Halley também foi um grande beneficiário do trabalho de Newton. Usando as equações, ele pôde prever a periodicidade de 76 anos do cometa que mais tarde levou seu nome –provavelmente o mais famoso desses objetos, embora tenha também produzido um fiasco em sua última aparição, em 1986 (eu estava de olho, e foi uma sem-gracice terrível).

A FONTE DOS COMETAS

O Ison pode muito bem ser um parente do cometa de 1680 –ou seja, um pedaço do mesmo objeto maior que deu origem também ao cometa visto no século 17. Ambos devem ser originários da nuvem de Oort, uma região cheia de restos da formação do Sistema Solar, muito além da órbita dos planetas. Se for esse o caso e os dois cometas forem parentes mesmo, estaremos observando algo como um tio-avô cósmico do trabalho de Newton.

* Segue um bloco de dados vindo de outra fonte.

use crate::app::binds::GridAction;
use crossterm::event::{KeyCode, KeyModifiers};
use serde::{Deserialize, Serialize};
use std::collections::HashMap;

#[derive(Debug, Deserialize, Serialize, Clone)]
pub struct BindsConfig {
    #[serde(default = "BindsConfig::default_scroll_up")]
    pub scroll_up: Vec<String>,
    #[serde(default = "BindsConfig::default_scroll_down")]
    pub scroll_down: Vec<String>,
    #[serde(default = "BindsConfig::default_page_up")]
    pub page_up: Vec<String>,
    #[serde(default = "BindsConfig::default_page_down")]
    pub page_down: Vec<String>,
    #[serde(default = "BindsConfig::default_go_to_top")]
    pub go_to_top: Vec<String>,
    #[serde(default = "BindsConfig::default_go_to_bottom")]
    pub go_to_bottom: Vec<String>,
    #[serde(default = "BindsConfig::default_remount")]
    pub remount: Vec<String>,
    #[serde(default = "BindsConfig::default_quit")]
    pub quit: Vec<String>,
}

impl BindsConfig {
    fn default_scroll_up() -> Vec<String> {
        vec!["k".to_string(), "up".to_string()]
    }
    fn default_scroll_down() -> Vec<String> {
        vec!["j".to_string(), "down".to_string()]
    }
    fn default_page_up() -> Vec<String> {
        vec!["ctrl-u".to_string(), "pageup".to_string()]
    }
    fn default_page_down() -> Vec<String> {
        vec!["ctrl-d".to_string(), "pagedown".to_string()]
    }
    fn default_go_to_top() -> Vec<String> {
        vec!["g".to_string(), "home".to_string()]
    }
    fn default_go_to_bottom() -> Vec<String> {
        vec!["shift-g".to_string(), "end".to_string()]
    }
    fn default_remount() -> Vec<String> {
        vec!["r".to_string()]
    }
    fn default_quit() -> Vec<String> {
        vec!["q".to_string(), "esc".to_string(), "ctrl-c".to_string()]
    }

    pub fn parse_keybinding(key_str: &str) -> Option<(KeyModifiers, KeyCode)> {
        let key_str = key_str.trim().to_lowercase();

        // Standalone "-" would otherwise split into nothing
        if key_str == "-" {
            return Some((KeyModifiers::NONE, KeyCode::Char('-')));
        }

        let parts: Vec<&str> = key_str.split('-').collect();
        let (key_part, modifier_parts) = parts.split_last()?;

        let mut modifiers = KeyModifiers::NONE;
        for part in modifier_parts {
            match *part {
                "ctrl" => modifiers |= KeyModifiers::CONTROL,
                "alt" => modifiers |= KeyModifiers::ALT,
                "shift" => modifiers |= KeyModifiers::SHIFT,
                _ => return None,
            }
        }

        let code = match *key_part {
            "esc" => KeyCode::Esc,
            "enter" => KeyCode::Enter,
            "backspace" => KeyCode::Backspace,
            "tab" => KeyCode::Tab,
            "home" => KeyCode::Home,
            "end" => KeyCode::End,
            "pageup" => KeyCode::PageUp,
            "pagedown" => KeyCode::PageDown,
            "up" => KeyCode::Up,
            "down" => KeyCode::Down,
            "left" => KeyCode::Left,
            "right" => KeyCode::Right,
            "space" => KeyCode::Char(' '),
            c if c.chars().count() == 1 => {
                let ch = c.chars().next()?;
                // Terminals report shifted letters as uppercase
                if modifiers.contains(KeyModifiers::SHIFT) {
                    KeyCode::Char(ch.to_ascii_uppercase())
                } else {
                    KeyCode::Char(ch)
                }
            }
            _ => return None,
        };

        Some((modifiers, code))
    }

    /// Build the key -> action map. Unparseable bindings are skipped and
    /// returned as warnings.
    pub fn build_key_map(&self) -> (HashMap<(KeyModifiers, KeyCode), GridAction>, Vec<String>) {
        let mut map = HashMap::new();
        let mut warnings = Vec::new();

        let actions: [(&Vec<String>, GridAction); 8] = [
            (&self.scroll_up, GridAction::ScrollUp),
            (&self.scroll_down, GridAction::ScrollDown),
            (&self.page_up, GridAction::PageUp),
            (&self.page_down, GridAction::PageDown),
            (&self.go_to_top, GridAction::GoToTop),
            (&self.go_to_bottom, GridAction::GoToBottom),
            (&self.remount, GridAction::Remount),
            (&self.quit, GridAction::Quit),
        ];

        for (bindings, action) in actions {
            for binding in bindings {
                match Self::parse_keybinding(binding) {
                    Some(key) => {
                        map.insert(key, action);
                    }
                    None => warnings.push(format!("Invalid key binding for {:?}: {}", action, binding)),
                }
            }
        }

        (map, warnings)
    }
}

impl Default for BindsConfig {
    fn default() -> Self {
        Self {
            scroll_up: Self::default_scroll_up(),
            scroll_down: Self::default_scroll_down(),
            page_up: Self::default_page_up(),
            page_down: Self::default_page_down(),
            go_to_top: Self::default_go_to_top(),
            go_to_bottom: Self::default_go_to_bottom(),
            remount: Self::default_remount(),
            quit: Self::default_quit(),
        }
    }
}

Ou não. Para darmos essa boa olhada, ele vai precisar sobreviver ao seu encontro com o Sol. Em sua rota parabólica, o Ison vai passar a apenas 1,2 milhão de quilômetros da superfície solar em 28 de novembro de 2013. Isso é menos de um centésimo da distância entre a Terra e o Sol. E, como você pode imaginar, uma pedra de gelo (definição mais rasteira de cometa, um objeto de rocha e gelo remanescente da formação do processo de formação dos planetas) não deve se animar muito de passar tão perto assim de uma estrela fervilhante. Mesmo que tenha os respeitáveis 5 km de diâmetro estimados pelos astrônomos.

Das duas uma. Ou uma boa parte do gelo derrete e produz uma cauda fantástica, ou o cometa se despedaça e a graça vai toda embora. Veremos em novembro, a época que será melhor para vê-lo.

DICAS DE OBSERVAÇÃO

A ideia é procurá-lo na direção do nascente, pouco antes do nascer do Sol, umas duas semanas antes do chamado periélio (o ponto de máxima aproximação com o Sol), em 28 de novembro. Se o cometa atingir o brilho esperado, deve atingir o mesmo brilho de uma lua cheia e ser visível a olho nu mesmo à luz do dia no final de novembro.

Mas, claro, é extremamente complicado estimar o brilho de cometas. Pode ser que ele se despedace e nada se veja. O Telescópio Espacial Hubble, que não tem esse problema todo que nós temos com a atmosfera terrestre para ver o céu, já tirou uma foto bonitona dele em abril (é a que ilustra este artigo, lá em cima), quando ele estava ainda pelos arredores da órbita de Júpiter, em desabalada carreira na direção do interior do Sistema Solar.

E, apesar de cometas terem sido tratados historicamente como sinais de mau agouro durante as épocas mais supersticiosas de nossa civilização, não custa alertar: o objeto não traz perigo algum, não vai trombar com a Terra e promete apenas entreter e educar quem estiver disposto a caçá-lo no céu.